Tuesday, April 29, 2008

Moving Targets


"Everyone always loves you when you're on your way out the door" Girlyman

I haven't told anyone at work that I'm leaving yet. Well, I've told a few people, when it's been necessary. My major adviser was the first to know and Amy and Katie have been great help. I could make a production out of leaving. Or, maybe I'm making a big production in a non-traditional way. I suspect this is the truth and I'm reticent about it. My plan is to clean out my office early in the morning next Wednesday and leave. Leave. Perhaps this will cause a greater stir than if I had spilled the beans earlier. Maybe that's the point. Still, it will spare me from hearing people making insincere statements about their allegiances to my memory. Or, that's what I'm afraid of.

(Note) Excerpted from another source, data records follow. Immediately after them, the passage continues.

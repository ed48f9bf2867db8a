// Path: crates/api/src/transaction/mod.rs
//! Transaction signers and the producer key store.

use range_types::error::SignerError;
use range_types::transaction::{Message, SignatureValues, Transaction};
use range_types::{Address, H256};
use std::any::Any;
use std::fmt::Debug;
use std::sync::Arc;

/// Resolves senders and signing digests for transactions.
pub trait TxSigner: Send + Sync + Debug {
    /// The sender of `tx`.
    fn sender(&self, tx: &Transaction) -> Result<Address, SignerError>;

    /// Splits a raw signature into the values stored on a transaction.
    fn signature_values(
        &self,
        tx: &Transaction,
        signature: &[u8],
    ) -> Result<SignatureValues, SignerError>;

    /// The digest a key signs to authorize `tx`.
    fn hash(&self, tx: &Transaction) -> H256;

    /// Whether `other` applies the same signing rules.
    fn equal(&self, other: &dyn TxSigner) -> bool;

    /// Upcast for [`TxSigner::equal`] implementations.
    fn as_any(&self) -> &dyn Any;
}

/// The producer key store: signs `payload` with the key of `account`.
pub type SignerFn = Arc<dyn Fn(&Address, &[u8]) -> Result<Vec<u8>, SignerError> + Send + Sync>;

/// Signer-dependent conversions on [`Transaction`].
pub trait TransactionExt: Sized {
    /// Resolves the sender through `signer` and builds an execution message.
    fn as_message(&self, signer: &dyn TxSigner) -> Result<Message, SignerError>;

    /// Attaches a raw `signature` interpreted by `signer`.
    fn with_signature(self, signer: &dyn TxSigner, signature: &[u8]) -> Result<Self, SignerError>;
}

impl TransactionExt for Transaction {
    fn as_message(&self, signer: &dyn TxSigner) -> Result<Message, SignerError> {
        let from = signer.sender(self)?;
        Ok(Message::from_transaction(self, from))
    }

    fn with_signature(self, signer: &dyn TxSigner, signature: &[u8]) -> Result<Self, SignerError> {
        let values = signer.signature_values(&self, signature)?;
        Ok(self.with_signature_values(values))
    }
}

Perhaps I am wrong, afraid of nothing and I will be remembered often. In the future I will be referred to as the Second Crazy. When I moved into the office, the first story I heard was that of Michelle, crazy Michelle, who was my desk-predecessor and who just up and left one day. I inherited many of her books, and have since added to the collection. They'll be passed to the next unlucky student to have the Cursed Desk of Craziness.

I spoke with one of my committee members today about my official leave of absence. To make a long story short: She told me that grad school isn't any better any where else, and that I'm too good to be taking a job that's not...Science.  Then, maybe because she's a nice person:  She told me that happiness is a moving target.

Okay, I'm following it to Switzerland.

When I was young, I would pack for camp at least two months early. I would start the count-down to camp at least three months before that. Now that I'm a little older, I'm doing okay at 8 days from departure. I've got a few piles. They're getting taller every day, and I'm getting more worried about the corolla volume: stuff ratio I've got to work with.

Sunday, April 27, 2008

das erste

Greetings! Here we go, off to what will be a rickety, creaky and hopefully not too painful start. Anna says we will all shed our possessions and walk free in this life. I think she was trying to be funny.

Shedding possessions is much more difficult than one would imagine. Anybody want to buy a futon? Fund my road trip? Apparently not.

I'm at 9 days until my departure from this culturally wretched place and the process of shedding Things has become more like an archaeological dig than I had anticipated. It's awful. In the past two months I've gone feral--where ever anything lands, that's where it stays. Dishes get done when I can't fit anything else in the sink. Food gets removed from the refrigerator when the stink is too unbearable to open the door for much longer than 30 seconds without causing the first layer of epidermis to peel off... In my bedroom, the strata are particularly fascinating: The superficial layers are of paper, below that we find layers of dirt from the kitten's plant-excavating hobby. Below the papers and dirt I've found a downy layer of dog hair and even further below that is the layer of important-things-I-thought-I-lost.

I've got to fit everything I want to keep in my Corolla. Even then, anything I take with me will be stored for at least a year while I'm off traipsing about Europe. I suppose if I can live without it for a whole year, I probably don't really need it. This new transient lifestyle I'm embracing is exciting--and I'm lucky to have transience as a choice.

So as the week goes on, Things leave in trunk-loads, never to return. It's liberating.